### Try it
A single number is required: the count of lines in the following entries that include the word "RetrievalConfig".

Segment Open

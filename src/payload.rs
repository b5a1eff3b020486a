//! Payload builder
//!
//! Pure derivation of a generation request from the conversation, the
//! pending user message and the session configuration.

use crate::api::ChatRequest;
use crate::config::{RetrievalConfig, SessionConfig};
use crate::conversation::{Conversation, Message, Role};
use std::fmt::Write;

/// Models that take a system message alongside retrieval-augmented prompts
pub const NATIVE_SYSTEM_MESSAGE_MODELS: &[&str] = &[
    "gpt-4o",
    "gpt-4o-mini",
    "gpt-4-turbo",
    "gpt-4",
    "gpt-3.5-turbo",
    "claude-3-5-sonnet-20240620",
    "claude-3-opus-20240229",
    "claude-3-haiku-20240307",
];

pub fn accepts_native_system_message(model: &str) -> bool {
    NATIVE_SYSTEM_MESSAGE_MODELS.contains(&model)
}

/// Everything the request is derived from
#[derive(Debug, Clone, Copy)]
pub struct PayloadInput<'a> {
    pub model: &'a str,
    pub temperature: f32,
    pub system_prompt: &'a str,
    pub history: &'a [Message],
    pub retrieval: &'a RetrievalConfig,
    pub tools: &'a [String],
}

impl<'a> PayloadInput<'a> {
    /// Model settings from `config`, everything else from `conversation`
    pub fn new(config: &'a SessionConfig, conversation: &'a Conversation) -> Self {
        Self {
            model: &config.model,
            temperature: config.temperature,
            system_prompt: &conversation.system_prompt,
            history: conversation.messages(),
            retrieval: &conversation.retrieval,
            tools: &conversation.tools,
        }
    }
}

/// Build the streaming request for `user`.
///
/// With a retrieval index and a model outside
/// [`NATIVE_SYSTEM_MESSAGE_MODELS`], the system prompt and prior turns are
/// folded into one user message. Otherwise history passes through and the
/// system prompt travels in `system`.
pub fn build_request(input: PayloadInput<'_>, user: &Message) -> ChatRequest {
    let precombine = input.retrieval.is_enabled() && !accepts_native_system_message(input.model);

    let (messages, system) = if precombine {
        (vec![combine_prompts(input.system_prompt, input.history, user)], None)
    } else {
        let mut messages = input.history.to_vec();
        messages.push(user.clone());
        (messages, Some(input.system_prompt.to_string()))
    };

    ChatRequest {
        model: input.model.to_string(),
        messages,
        tools: input.tools.to_vec(),
        retrieval: input.retrieval.clone(),
        temperature: input.temperature,
        streaming: true,
        system,
    }
}

/// Fold the system prompt and a transcript of prior turns into the pending
/// user message. Attachments of the pending message are kept.
pub fn combine_prompts(system_prompt: &str, history: &[Message], user: &Message) -> Message {
    let mut content = String::new();
    if !system_prompt.trim().is_empty() {
        content.push_str(system_prompt.trim_end());
        content.push_str("\n\n");
    }

    let turns: Vec<_> = history.iter().filter(|m| m.role != Role::System).collect();
    if !turns.is_empty() {
        content.push_str("Conversation so far:\n");
        for message in turns {
            let _ = writeln!(content, "{}: {}", message.role.as_str(), message.content);
        }
        content.push('\n');
    }

    content.push_str("Question: ");
    content.push_str(&user.content);

    Message {
        role: Role::User,
        content,
        images: user.images.clone(),
        sources: user.sources.clone(),
        model: None,
    }
}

Segment Closed

### Exercise answer
2